Journey back to the summer of 1935 with me. The setting is Westchester County, New York. A certain Mrs. F.W. Stevens is the proud owner of a large, American Elm tree. The tree is a local legend, and also has national street credit. Unfortunately though, the tree is infected with Dutch Elm Disease, and it is scheduled to be cut down.
Jill Jonnes, in Urban Forests, A Natural History of Trees and People in the American Cityscape writes that, “on the afternoon of Saturday, July 13, 1935, when tree man Frank Patterson arrived with his crew to execute her beloved elm, Mrs. Stevens found he was equally distraught. As he told a New York Times reporter, ‘My main interest in life has been trees ever since I was a small child. To put a saw into this tree is the hardest job I have ever had. I delayed it as long as I could, having first destroyed fifteen other elms that are in our contract. Now I am obliged to begin on this one.'” (Jonnes, 124).
Well played, Frank.
In a historic context, the loss of the American Elm to DED was cause for another great depression in the landscape. On a brighter note, in the face of natural adversity, the rampant disease did create jobs and motivated many plant biologists to search for an answer to this devastation of America’s favorite shade tree, advancing thought into plant culture and IPM management as we know it today.

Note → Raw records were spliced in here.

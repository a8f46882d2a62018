use std::fmt;
use std::io;

use muxprims_mux::MuxError;
use muxprims_proxy::ProxyError;
use muxprims_transport::TransportError;

pub const SUCCESS: i32 = 0;
pub const FAILURE: i32 = 1;
pub const TRANSPORT_ERROR: i32 = 3;
pub const PERMISSION_DENIED: i32 = 50;
pub const DATA_INVALID: i32 = 60;
pub const USAGE: i32 = 64;
pub const TIMEOUT: i32 = 124;
pub const INTERNAL: i32 = 125;

pub type CliResult<T> = Result<T, CliError>;

#[derive(Debug)]
pub struct CliError {
    pub code: i32,
    pub message: String,
}

impl CliError {
    pub fn new(code: i32, message: impl Into<String>) -> Self {
        Self {
            code,
            message: message.into(),
        }
    }
}

impl fmt::Display for CliError {
    fn fmt(&self, f: &mut fmt::Formatter<'_>) -> fmt::Result {
        write!(f, "{}", self.message)
    }
}

impl std::error::Error for CliError {}

pub fn io_error(context: &str, err: io::Error) -> CliError {
    let code = match err.kind() {
        io::ErrorKind::PermissionDenied => PERMISSION_DENIED,
        io::ErrorKind::TimedOut | io::ErrorKind::WouldBlock => TIMEOUT,
        io::ErrorKind::ConnectionRefused
        | io::ErrorKind::BrokenPipe
        | io::ErrorKind::UnexpectedEof => FAILURE,
        _ => INTERNAL,
    };
    CliError::new(code, format!("{context}: {err}"))
}

pub fn transport_error(context: &str, err: TransportError) -> CliError {
    match err {
        TransportError::Bind { source, .. }
        | TransportError::Connect { source, .. }
        | TransportError::Accept(source)
        | TransportError::Io(source) => io_error(context, source),
        other => CliError::new(TRANSPORT_ERROR, format!("{context}: {other}")),
    }
}

pub fn mux_error(context: &str, err: MuxError) -> CliError {
    match err {
        MuxError::Transport(err) => transport_error(context, err),
        MuxError::Io(err) => io_error(context, err),
        MuxError::NotRunning | MuxError::ChannelClosed(_) => {
            CliError::new(FAILURE, format!("{context}: {err}"))
        }
        MuxError::Frame(_) | MuxError::Protocol { .. } | MuxError::Overflow { .. } => {
            CliError::new(DATA_INVALID, format!("{context}: {err}"))
        }
        other => CliError::new(TRANSPORT_ERROR, format!("{context}: {other}")),
    }
}

pub fn proxy_error(context: &str, err: ProxyError) -> CliError {
    match err {
        ProxyError::Mux(err) => mux_error(context, err),
        ProxyError::Transport(err) => transport_error(context, err),
        ProxyError::Io(err) => io_error(context, err),
        ProxyError::Remote(_) | ProxyError::Spawn { .. } => {
            CliError::new(FAILURE, format!("{context}: {err}"))
        }
        ProxyError::Protocol(_) | ProxyError::UnknownOpcode(_) => {
            CliError::new(DATA_INVALID, format!("{context}: {err}"))
        }
        ProxyError::InvalidArgument(_) | ProxyError::StringTooLong { .. } => {
            CliError::new(USAGE, format!("{context}: {err}"))
        }
        other => CliError::new(INTERNAL, format!("{context}: {other}")),
    }
}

From what Frank Patterson told the New York Times that day, my guess is that he was hardly distraught. Maybe overwhelmed with the workload that he had for DED removals, but no doubt thankful for the work in the midst of a arboreal and economic national crisis. Nonetheless, he represented the idealism of the new American arborist that John Davey had branded more than twenty years prior. Frank Patterson takes his moment in the national spotlight to disclaim any notion he enjoys dealing with the plague of DED-a smooth public marketing program for a tree preservationist-and maybe even a few weeks behind on the schedule, he also apologizes publicly for his enormous workload. We are left with the feeling that Frank Patterson is the right arborist for the job.
“For several hours that day Mrs. Stevens, neighbors, and sympathizers from five nearby states watched as Patterson’s men scaled the tree, swooping about in roped harnesses, sawing off its hefty but graceful branches and dropping them with earth shaking thuds atop a growing pile on the ground,” writes Jonnes (125). Patterson’s tree crew worked 3 full days disassembling and rigging down the great elm tree. I imagine a clean and orderly drop zone, professionals doing what professionals do. Maybe it was the greatest job of their entire career, an epic removal that not only solidified Patterson’s reputation as a fine contractor, but also his climbers and riggers and sawyers as some of the sharpest tree technicians in the country.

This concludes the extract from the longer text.